## The input
*** Begin section ***

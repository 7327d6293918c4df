//! WebSocket transport built on tokio-tungstenite.
//!
//! `connect_async` performs the TCP connect plus the HTTP upgrade handshake.
//! The resulting stream is split: the write half becomes the manager's
//! [`FrameSink`]; the read half is drained by a spawned pump task that
//! translates tungstenite messages into [`LinkEvent`]s in arrival order.
//!
//! Protocol-level ping/pong frames are handled by tungstenite itself and are
//! not surfaced as events.

use futures_util::stream::{SplitSink, SplitStream};
use futures_util::{SinkExt, StreamExt};
use tokio::net::TcpStream;
use tokio::sync::mpsc;
use tokio_tungstenite::tungstenite::Message;
use tokio_tungstenite::{connect_async, MaybeTlsStream, WebSocketStream};
use tracing::{debug, trace};

use super::{FrameSink, Link, LinkEvent, Transport, TransportError};

type WsStream = WebSocketStream<MaybeTlsStream<TcpStream>>;

/// The production [`Transport`]: plain `ws://` connections over TCP.
#[derive(Debug, Clone, Copy, Default)]
pub struct WsTransport;

impl WsTransport {
    pub fn new() -> Self {
        Self
    }
}

#[async_trait::async_trait]
impl Transport for WsTransport {
    async fn connect(&self, url: &str) -> Result<Link, TransportError> {
        let (stream, _response) =
            connect_async(url)
                .await
                .map_err(|e| TransportError::Connect {
                    url: url.to_string(),
                    reason: e.to_string(),
                })?;
        debug!("websocket handshake completed with {url}");

        let (write_half, read_half) = stream.split();
        let (event_tx, events) = mpsc::channel(32);
        tokio::spawn(pump_events(read_half, event_tx));

        Ok(Link {
            sink: Box::new(WsFrameSink {
                sink: write_half,
                closed: false,
            }),
            events,
        })
    }
}

/// Drains the read half and forwards each frame as a [`LinkEvent`].
///
/// Exactly one terminal event (`Closed` or `Error`) is emitted, after which
/// the task ends. If the receiver side is gone the events are simply dropped.
async fn pump_events(mut read_half: SplitStream<WsStream>, tx: mpsc::Sender<LinkEvent>) {
    let terminal = loop {
        match read_half.next().await {
            Some(Ok(Message::Text(text))) => {
                if tx.send(LinkEvent::Text(text)).await.is_err() {
                    return;
                }
            }
            Some(Ok(Message::Binary(bytes))) => {
                if tx.send(LinkEvent::Binary(bytes)).await.is_err() {
                    return;
                }
            }
            Some(Ok(Message::Ping(_) | Message::Pong(_) | Message::Frame(_))) => {
                trace!("websocket control frame (handled by tungstenite)");
            }
            Some(Ok(Message::Close(_))) => break LinkEvent::Closed,
            // `ConnectionClosed` after a clean close handshake is a normal end
            // of stream, not a failure.
            Some(Err(tokio_tungstenite::tungstenite::Error::ConnectionClosed)) => {
                break LinkEvent::Closed;
            }
            Some(Err(e)) => break LinkEvent::Error(e.to_string()),
            // EOF without a Close frame: the remote went away.
            None => break LinkEvent::Closed,
        }
    };
    let _ = tx.send(terminal).await;
}

/// Write half of a WebSocket link.
struct WsFrameSink {
    sink: SplitSink<WsStream, Message>,
    closed: bool,
}

#[async_trait::async_trait]
impl FrameSink for WsFrameSink {
    async fn send_text(&mut self, text: &str) -> Result<(), TransportError> {
        self.sink
            .send(Message::Text(text.to_string()))
            .await
            .map_err(|e| TransportError::Send(e.to_string()))
    }

    async fn send_binary(&mut self, payload: Vec<u8>) -> Result<(), TransportError> {
        self.sink
            .send(Message::Binary(payload))
            .await
            .map_err(|e| TransportError::Send(e.to_string()))
    }

    async fn close(&mut self) {
        if self.closed {
            return;
        }
        self.closed = true;
        // Sends a Close frame and flushes; errors here mean the socket is
        // already gone, which is the outcome we wanted anyway.
        if let Err(e) = self.sink.close().await {
            debug!("websocket close: {e}");
        }
    }
}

*** End section ***

## Task to carry out
Each line above that has the word "TcpStream" should be copied.

## Solution below
use tokio::net::TcpStream;
type WsStream = WebSocketStream<MaybeTlsStream<TcpStream>>;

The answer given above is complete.